BRIEF:
Give the records back in full, exactly as they read.

Collected data entries:

-- Opening Marker --

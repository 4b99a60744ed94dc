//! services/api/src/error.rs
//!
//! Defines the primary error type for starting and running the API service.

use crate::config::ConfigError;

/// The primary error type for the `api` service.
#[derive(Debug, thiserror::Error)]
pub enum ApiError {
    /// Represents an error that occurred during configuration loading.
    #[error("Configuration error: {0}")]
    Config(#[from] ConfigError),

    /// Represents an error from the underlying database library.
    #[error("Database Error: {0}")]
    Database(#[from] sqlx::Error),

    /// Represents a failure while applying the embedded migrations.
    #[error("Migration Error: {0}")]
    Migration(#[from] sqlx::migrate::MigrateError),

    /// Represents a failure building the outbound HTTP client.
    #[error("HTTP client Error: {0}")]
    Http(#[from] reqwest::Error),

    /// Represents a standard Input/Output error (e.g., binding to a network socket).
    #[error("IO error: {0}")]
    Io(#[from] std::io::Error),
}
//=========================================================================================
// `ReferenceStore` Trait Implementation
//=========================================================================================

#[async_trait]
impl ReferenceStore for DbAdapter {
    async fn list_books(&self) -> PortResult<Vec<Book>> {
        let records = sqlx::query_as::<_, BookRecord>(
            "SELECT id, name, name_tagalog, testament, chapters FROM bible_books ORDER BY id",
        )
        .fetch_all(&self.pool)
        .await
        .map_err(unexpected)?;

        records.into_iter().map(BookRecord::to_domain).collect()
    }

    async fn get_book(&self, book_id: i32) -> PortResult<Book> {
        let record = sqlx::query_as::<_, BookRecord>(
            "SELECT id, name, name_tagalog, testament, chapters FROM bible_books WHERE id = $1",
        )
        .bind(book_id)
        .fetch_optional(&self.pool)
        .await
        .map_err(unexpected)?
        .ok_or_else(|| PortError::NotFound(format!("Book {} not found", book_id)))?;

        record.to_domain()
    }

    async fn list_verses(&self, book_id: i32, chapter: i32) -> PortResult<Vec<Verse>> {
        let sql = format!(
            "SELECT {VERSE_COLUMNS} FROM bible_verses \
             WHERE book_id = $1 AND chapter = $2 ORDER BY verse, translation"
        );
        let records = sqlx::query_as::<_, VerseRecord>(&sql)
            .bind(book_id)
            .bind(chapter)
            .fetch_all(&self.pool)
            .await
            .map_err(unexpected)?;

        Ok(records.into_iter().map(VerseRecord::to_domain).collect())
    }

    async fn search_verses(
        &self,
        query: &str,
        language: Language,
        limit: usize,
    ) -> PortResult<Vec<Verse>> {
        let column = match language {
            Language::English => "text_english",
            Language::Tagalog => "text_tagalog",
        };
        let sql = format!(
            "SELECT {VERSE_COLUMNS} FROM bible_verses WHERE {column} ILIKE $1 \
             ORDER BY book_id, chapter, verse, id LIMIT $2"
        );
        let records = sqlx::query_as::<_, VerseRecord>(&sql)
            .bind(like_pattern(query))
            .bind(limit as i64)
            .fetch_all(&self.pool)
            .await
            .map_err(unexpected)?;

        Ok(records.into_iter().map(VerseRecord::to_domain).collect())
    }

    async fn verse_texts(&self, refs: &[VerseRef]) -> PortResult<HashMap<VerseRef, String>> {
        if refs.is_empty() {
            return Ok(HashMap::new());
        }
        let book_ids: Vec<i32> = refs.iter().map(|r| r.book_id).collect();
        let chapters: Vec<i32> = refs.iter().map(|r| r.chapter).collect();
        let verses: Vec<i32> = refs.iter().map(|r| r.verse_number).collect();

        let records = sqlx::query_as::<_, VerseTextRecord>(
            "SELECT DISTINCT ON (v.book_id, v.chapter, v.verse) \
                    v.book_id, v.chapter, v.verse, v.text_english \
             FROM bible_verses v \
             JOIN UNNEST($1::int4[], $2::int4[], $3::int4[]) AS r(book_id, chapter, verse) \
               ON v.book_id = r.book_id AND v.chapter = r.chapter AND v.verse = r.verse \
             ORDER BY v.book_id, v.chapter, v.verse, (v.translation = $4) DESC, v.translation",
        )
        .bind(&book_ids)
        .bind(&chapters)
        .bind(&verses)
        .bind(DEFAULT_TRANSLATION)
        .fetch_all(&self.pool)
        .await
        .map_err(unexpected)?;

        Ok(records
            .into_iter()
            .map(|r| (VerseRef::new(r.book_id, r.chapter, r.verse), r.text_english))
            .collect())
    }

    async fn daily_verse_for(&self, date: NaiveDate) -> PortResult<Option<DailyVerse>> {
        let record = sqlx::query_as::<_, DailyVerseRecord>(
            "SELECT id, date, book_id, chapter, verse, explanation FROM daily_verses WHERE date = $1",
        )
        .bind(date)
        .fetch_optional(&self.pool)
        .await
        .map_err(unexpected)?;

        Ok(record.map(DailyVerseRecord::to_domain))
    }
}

-- Closing Marker --

TASK RESULT:
repository 4b99a60744ed94dc
//! services/api/src/error.rs
//!
//! Defines the primary error type for starting and running the API service.

use crate::config::ConfigError;

/// The primary error type for the `api` service.
#[derive(Debug, thiserror::Error)]
pub enum ApiError {
    /// Represents an error that occurred during configuration loading.
    #[error("Configuration error: {0}")]
    Config(#[from] ConfigError),

    /// Represents an error from the underlying database library.
    #[error("Database Error: {0}")]
    Database(#[from] sqlx::Error),

    /// Represents a failure while applying the embedded migrations.
    #[error("Migration Error: {0}")]
    Migration(#[from] sqlx::migrate::MigrateError),

    /// Represents a failure building the outbound HTTP client.
    #[error("HTTP client Error: {0}")]
    Http(#[from] reqwest::Error),

    /// Represents a standard Input/Output error (e.g., binding to a network socket).
    #[error("IO error: {0}")]
    Io(#[from] std::io::Error),
}
//=========================================================================================
// `ReferenceStore` Trait Implementation
//=========================================================================================

#[async_trait]
impl ReferenceStore for DbAdapter {
    async fn list_books(&self) -> PortResult<Vec<Book>> {
        let records = sqlx::query_as::<_, BookRecord>(
            "SELECT id, name, name_tagalog, testament, chapters FROM bible_books ORDER BY id",
        )
        .fetch_all(&self.pool)
        .await
        .map_err(unexpected)?;

        records.into_iter().map(BookRecord::to_domain).collect()
    }

    async fn get_book(&self, book_id: i32) -> PortResult<Book> {
        let record = sqlx::query_as::<_, BookRecord>(
            "SELECT id, name, name_tagalog, testament, chapters FROM bible_books WHERE id = $1",
        )
        .bind(book_id)
        .fetch_optional(&self.pool)
        .await
        .map_err(unexpected)?
        .ok_or_else(|| PortError::NotFound(format!("Book {} not found", book_id)))?;

        record.to_domain()
    }

    async fn list_verses(&self, book_id: i32, chapter: i32) -> PortResult<Vec<Verse>> {
        let sql = format!(
            "SELECT {VERSE_COLUMNS} FROM bible_verses \
             WHERE book_id = $1 AND chapter = $2 ORDER BY verse, translation"
        );
        let records = sqlx::query_as::<_, VerseRecord>(&sql)
            .bind(book_id)
            .bind(chapter)
            .fetch_all(&self.pool)
            .await
            .map_err(unexpected)?;

        Ok(records.into_iter().map(VerseRecord::to_domain).collect())
    }

    async fn search_verses(
        &self,
        query: &str,
        language: Language,
        limit: usize,
    ) -> PortResult<Vec<Verse>> {
        let column = match language {
            Language::English => "text_english",
            Language::Tagalog => "text_tagalog",
        };
        let sql = format!(
            "SELECT {VERSE_COLUMNS} FROM bible_verses WHERE {column} ILIKE $1 \
             ORDER BY book_id, chapter, verse, id LIMIT $2"
        );
        let records = sqlx::query_as::<_, VerseRecord>(&sql)
            .bind(like_pattern(query))
            .bind(limit as i64)
            .fetch_all(&self.pool)
            .await
            .map_err(unexpected)?;

        Ok(records.into_iter().map(VerseRecord::to_domain).collect())
    }

    async fn verse_texts(&self, refs: &[VerseRef]) -> PortResult<HashMap<VerseRef, String>> {
        if refs.is_empty() {
            return Ok(HashMap::new());
        }
        let book_ids: Vec<i32> = refs.iter().map(|r| r.book_id).collect();
        let chapters: Vec<i32> = refs.iter().map(|r| r.chapter).collect();
        let verses: Vec<i32> = refs.iter().map(|r| r.verse_number).collect();

        let records = sqlx::query_as::<_, VerseTextRecord>(
            "SELECT DISTINCT ON (v.book_id, v.chapter, v.verse) \
                    v.book_id, v.chapter, v.verse, v.text_english \
             FROM bible_verses v \
             JOIN UNNEST($1::int4[], $2::int4[], $3::int4[]) AS r(book_id, chapter, verse) \
               ON v.book_id = r.book_id AND v.chapter = r.chapter AND v.verse = r.verse \
             ORDER BY v.book_id, v.chapter, v.verse, (v.translation = $4) DESC, v.translation",
        )
        .bind(&book_ids)
        .bind(&chapters)
        .bind(&verses)
        .bind(DEFAULT_TRANSLATION)
        .fetch_all(&self.pool)
        .await
        .map_err(unexpected)?;

        Ok(records
            .into_iter()
            .map(|r| (VerseRef::new(r.book_id, r.chapter, r.verse), r.text_english))
            .collect())
    }

    async fn daily_verse_for(&self, date: NaiveDate) -> PortResult<Option<DailyVerse>> {
        let record = sqlx::query_as::<_, DailyVerseRecord>(
            "SELECT id, date, book_id, chapter, verse, explanation FROM daily_verses WHERE date = $1",
        )
        .bind(date)
        .fetch_optional(&self.pool)
        .await
        .map_err(unexpected)?;

        Ok(record.map(DailyVerseRecord::to_domain))
    }
}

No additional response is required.